Khamsaconus Temporal range: Early Eocene, 55 Ma PreꞒ Ꞓ O S D C P T J K Pg N Pal. Eocene Oligo. Miocene P P

Scientific classification
- Kingdom: Animalia
- Phylum: Chordata
- Class: Mammalia
- Infraclass: Placentalia
- Superorder: Afrotheria
- Genus: †Khamsaconus Sudre et al., 1993
- Type species: Khamsaconus bulbosus Sudre et al., 1993

= Khamsaconus =

Genus of mammals

Khamsaconus ("five-coned", referring to its tooth anatomy) is a genus of extinct mammal, possibly an early relative of elephants.

== Taxonomy ==
The holotype and only certain specimen of Khamsaconus, a lower fourth premolar, was recovered from the N'Tagourt 2 locality of the Ouarzazate Basin, Morocco. A paper describing it was published in 1993 by Jean Sudre and colleagues. They believed it to be a condylarth, part of a now-obsolete grouping of early Cenozoic mammals.
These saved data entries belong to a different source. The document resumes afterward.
//! Render driver: turns the session's state into view content and geometry.

use super::focus::FocusState;
use crate::highlight::HighlightAssets;
use crate::render::format_view;
use crate::state::PatchState;
use crate::traits::HostView;

/// Everything guarded by an explorer's lock.
#[derive(Debug)]
pub(super) struct Session<V> {
    pub(super) view: V,
    pub(super) state: Option<PatchState>,
    pub(super) focus: FocusState,
}

impl<V: HostView> Session<V> {
    pub(super) fn new(view: V) -> Self {
        Self {
            view,
            state: None,
            focus: FocusState::default(),
        }
    }

    /// Render the current state.
    ///
    /// Also syncs the host's full-row highlight with the selection mode. The
    /// selection is only shown while focused.
    pub(super) fn content_to_render(&mut self, included: &[usize], assets: &HighlightAssets) -> String {
        let highlight = self.focus.wants_highlight(self.state.as_ref());
        self.view.set_highlight(highlight);

        let Some(state) = &self.state else {
            return String::new();
        };

        let opts = state.render_options(included, self.focus.is_focused());
        format_view(state.patch(), &opts, assets)
    }

    pub(super) fn render(&mut self, included: &[usize], assets: &HighlightAssets) {
        self.set_content(included, assets);
        self.view.request_redraw();
    }

    pub(super) fn render_and_focus(&mut self, included: &[usize], assets: &HighlightAssets) {
        self.set_content(included, assets);
        self.focus_selection();
        self.view.request_redraw();
    }

    /// Scroll the view so the selection is visible and place the cursor.
    ///
    /// As far as the view is concerned the selection is always a range: its
    /// start is the range-select start and its end carries the cursor.
    pub(super) fn focus_selection(&mut self) {
        let Some(state) = &self.state else {
            return;
        };

        let buffer_height = self.view.inner_height();
        let origin = self.view.origin_y();
        let total_lines = self.view.view_lines_height();

        let new_origin = state.calculate_origin(origin, buffer_height, total_lines);
        self.view.set_origin_y(new_origin);

        let (start, end) = state.selected_view_range();
        self.view.set_range_select_start(start);
        self.view.set_cursor_y(end.saturating_sub(new_origin));
    }

    fn set_content(&mut self, included: &[usize], assets: &HighlightAssets) {
        let content = self.content_to_render(included, assets);
        self.view.set_content(content);
    }
}
//! Configuration for patch-explorer
//!
//! This crate provides:
//! - Config file locations
//! - Configuration file loading (TOML)
//! - Explorer configuration (ExplorerConfig)

pub mod app_config;
pub mod config_file;
pub mod paths;

pub use app_config::ExplorerConfig;
pub use config_file::load_config_file;
impl PatchState {
    /// Create state for a patch, selecting its first change line.
    pub fn new(patch: impl Into<Arc<Patch>>) -> Self {
        let patch = patch.into();
        let row_kinds = patch.row_kinds();
        let hunks = patch.hunk_spans();
        let first_change = row_kinds.iter().position(RowKind::is_change);

        Self {
            patch,
            row_kinds,
            hunks,
            selection: Selection::new(first_change),
            view_width: 0,
        }
    }

    /// The patch being explored.
    pub fn patch(&self) -> &Patch {
        &self.patch
    }

    /// Number of rows in the flattened patch.
    pub fn line_count(&self) -> usize {
        self.row_kinds.len()
    }

    /// Current mode.
    pub fn mode(&self) -> SelectionMode {
        self.selection.mode()
    }

    /// Current range, `None` when nothing is selected.
    pub fn selected_range(&self) -> Option<SelectionRange> {
        self.selection.range()
    }

    /// Last known view width.
    pub fn view_width(&self) -> usize {
        self.view_width
    }

    // === Selection state machine ===

    /// Switch to line mode. Does not move the selection.
    pub fn set_line_select_mode(&mut self) {
        self.selection.set_line_select_mode();
    }

    /// Switch to hunk/range mode. Does not move the selection.
    pub fn set_hunk_or_range_mode(&mut self) {
        self.selection.set_hunk_or_range_mode();
    }

    /// Select a single body row.
    pub fn select_line(&mut self, row: usize) -> Result<(), SelectionError> {
        self.validate_row(row)?;
        self.selection.select_line(row);
        Ok(())
    }

    /// Select rows `start..=end` in hunk/range mode.
    ///
    /// Both ends must be body rows; hunk headers may fall inside the range.
    pub fn select_range(&mut self, start: usize, end: usize) -> Result<(), SelectionError> {
        if start > end {
            return Err(SelectionError::InvertedRange { start, end });
        }
        self.validate_row(start)?;
        self.validate_row(end)?;
        self.selection.select_range(SelectionRange::new(start, end));
        Ok(())
    }

    /// Select every body row of a hunk in hunk/range mode.
    pub fn select_hunk(&mut self, hunk_index: usize) -> Result<(), SelectionError> {
        let body = self
            .hunks
            .get(hunk_index)
            .and_then(HunkSpan::body)
            .ok_or(SelectionError::NoSuchHunk(hunk_index))?;
        self.selection
            .select_range(SelectionRange::new(*body.start(), *body.end()));
        Ok(())
    }

    /// Whether the host should draw a full-row highlight.
    pub fn selecting_line(&self) -> bool {
        self.selection.selecting_line()
    }

    /// `(start, end)` for cursor and range placement in the host view.
    pub fn selected_view_range(&self) -> (usize, usize) {
        self.selection.selected_view_range()
    }

    // === Viewport ===

    /// Scroll origin keeping the selection visible.
    pub fn calculate_origin(
        &self,
        current_origin: usize,
        buffer_height: usize,
        total_lines: usize,
    ) -> usize {
        calculate_origin(current_origin, buffer_height, total_lines, self.selection.range())
    }

    /// Record a new view width.
    pub fn on_view_width_changed(&mut self, width: usize) {
        self.view_width = width;
    }

    // === Rendering inputs ===

    /// Options for a styled render.
    ///
    /// The selection is only shown while the view has focus.
    pub fn render_options(&self, included: &[usize], focused: bool) -> RenderOptions {
        RenderOptions {
            included: included.iter().copied().collect(),
            selection: self.selection.range().filter(|_| focused),
            mode: self.selection.mode(),
            view_width: self.view_width,
        }
    }

    /// The selected rows as plain text, ready to be applied as a patch
    /// fragment. Empty when nothing is selected.
    pub fn selected_plain_patch(&self) -> String {
        match self.selection.range() {
            Some(range) => format_range_plain(&self.patch, range.start, range.end),
            None => String::new(),
        }
    }

    // === Actions ===

    /// Apply an action to the selection.
    pub fn handle_action(&mut self, action: ExplorerAction) -> Result<(), SelectionError> {
        match action {
            ExplorerAction::SelectNext => match self.mode() {
                SelectionMode::Line => self.move_line(true),
                SelectionMode::HunkOrRange => self.move_hunk(true),
            },
            ExplorerAction::SelectPrev => match self.mode() {
                SelectionMode::Line => self.move_line(false),
                SelectionMode::HunkOrRange => self.move_hunk(false),
            },
            ExplorerAction::NextHunk => self.move_hunk(true),
            ExplorerAction::PrevHunk => self.move_hunk(false),
            ExplorerAction::SelectFirst => self.select_edge(true),
            ExplorerAction::SelectLast => self.select_edge(false),
            ExplorerAction::SelectLine(row) => return self.select_line(row),
            ExplorerAction::ExtendDown => self.extend(true),
            ExplorerAction::ExtendUp => self.extend(false),
            ExplorerAction::SelectRange { start, end } => return self.select_range(start, end),
            ExplorerAction::ToggleSelectMode => self.toggle_select_mode(),
            ExplorerAction::SetViewWidth(width) => self.on_view_width_changed(width),
        }
        Ok(())
    }

    fn validate_row(&self, row: usize) -> Result<(), SelectionError> {
        let total = self.row_kinds.len();
        match self.row_kinds.get(row) {
            None => Err(SelectionError::OutOfRange { row, total }),
            Some(kind) if !kind.is_selectable() => Err(SelectionError::NotSelectable(row)),
            Some(_) => Ok(()),
        }
    }

    /// Move to the adjacent change line.
    fn move_line(&mut self, forward: bool) {
        let target = match self.selection.range() {
            Some(range) if forward => {
                self.find_row(range.end + 1..self.line_count(), RowKind::is_change)
            }
            Some(range) => self.find_row((0..range.start).rev(), RowKind::is_change),
            None => self.find_row(0..self.line_count(), RowKind::is_change),
        };
        if let Some(row) = target {
            self.selection.select_line(row);
        }
    }

    /// Move to the adjacent hunk. Line mode lands on the hunk's first change
    /// line; hunk/range mode selects the whole hunk.
    fn move_hunk(&mut self, forward: bool) {
        let current = self.selection.range().and_then(|range| {
            let row = if forward { range.end } else { range.start };
            self.hunks.iter().position(|span| span.contains(row))
        });

        let candidates: Vec<usize> = match (current, forward) {
            (Some(i), true) => (i + 1..self.hunks.len()).collect(),
            (Some(i), false) => (0..i).rev().collect(),
            (None, _) => (0..self.hunks.len()).collect(),
        };

        match candidates.into_iter().find(|&i| self.hunks[i].body().is_some()) {
            Some(target) => self.land_on_hunk(target),
            None => debug!("No hunk to move to (forward: {})", forward),
        }
    }

    /// Select the first or last change line (line mode) or hunk.
    fn select_edge(&mut self, first: bool) {
        match self.mode() {
            SelectionMode::Line => {
                let target = if first {
                    self.find_row(0..self.line_count(), RowKind::is_change)
                } else {
                    self.find_row((0..self.line_count()).rev(), RowKind::is_change)
                };
                if let Some(row) = target {
                    self.selection.select_line(row);
                }
            }
            SelectionMode::HunkOrRange => {
                let mut indices = 0..self.hunks.len();
                let with_body = |i: &usize| self.hunks[*i].body().is_some();
                let target = if first {
                    indices.find(with_body)
                } else {
                    indices.rev().find(with_body)
                };
                if let Some(i) = target {
                    self.land_on_hunk(i);
                }
            }
        }
    }

    /// Grow the selection by one body row, switching to hunk/range mode.
    fn extend(&mut self, down: bool) {
        let Some(range) = self.selection.range() else {
            return;
        };

        let extended = if down {
            self.find_row(range.end + 1..self.line_count(), RowKind::is_selectable)
                .map(|end| SelectionRange::new(range.start, end))
        } else {
            self.find_row((0..range.start).rev(), RowKind::is_selectable)
                .map(|start| SelectionRange::new(start, range.end))
        };

        self.selection.select_range(extended.unwrap_or(range));
    }

    /// In line mode, select the surrounding hunk. In hunk/range mode, go back
    /// to line mode on the first change line of the range.
    fn toggle_select_mode(&mut self) {
        let Some(range) = self.selection.range() else {
            self.selection.set_hunk_or_range_mode();
            return;
        };

        match self.mode() {
            SelectionMode::Line => {
                self.selection.set_hunk_or_range_mode();
                if let Some(i) = self.hunks.iter().position(|span| span.contains(range.start)) {
                    self.land_on_hunk(i);
                }
            }
            SelectionMode::HunkOrRange => {
                let row = self
                    .find_row(range.start..=range.end, RowKind::is_change)
                    .unwrap_or(range.start);
                self.selection.set_line_select_mode();
                self.selection.select_line(row);
            }
        }
    }

    fn land_on_hunk(&mut self, hunk_index: usize) {
        let span = self.hunks[hunk_index];
        let Some(body) = span.body() else {
            return;
        };

        match self.mode() {
            SelectionMode::Line => {
                let row = self
                    .find_row(body.clone(), RowKind::is_change)
                    .unwrap_or(*body.start());
                self.selection.select_line(row);
            }
            SelectionMode::HunkOrRange => {
                self.selection
                    .select_range(SelectionRange::new(*body.start(), *body.end()));
            }
        }
    }

    /// First row yielded by `rows` whose kind matches `pred`.
    fn find_row(
        &self,
        mut rows: impl Iterator<Item = usize>,
        pred: impl Fn(&RowKind) -> bool,
    ) -> Option<usize> {
        rows.find(|&row| self.row_kinds.get(row).is_some_and(|kind| pred(kind)))
    }
}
Five years later, Emmanuel Gheerbrant and colleagues both examined the original tooth and a new specimen (an incomplete molar), concluding instead that Khamsaconus was a basal proboscidean. A paper from 2005 suggested that this tooth belonged to a hyracoid close to Seggeurius.

=== Classification ===
The position of Khamsaconus within Afrotheria is uncertain. While often regarded as a proboscidean, the fact it is known from a single tooth leaves its status as a member of that group questionable. Furthermore, the anatomy of that tooth is not entirely consistent with a proboscidean affinity. Khamsaconus' teeth have a single layer of radial tooth enamel, as opposed to two layers as in other proboscideans, although this could be an evolutionary reversal correlating to body size.

== Description ==
Khamsaconus is a fairly small mammal. In 2026, Asier Larramendi and Marco P. Ferretti estimated, assuming a proboscidean identity, that it may have stood 18 cm at the shoulder and weighed 3.5 kg. The known premolar is generally akin to that of Phosphatherium, though differs in that it has a proportionally larger crown with bulbous cusps.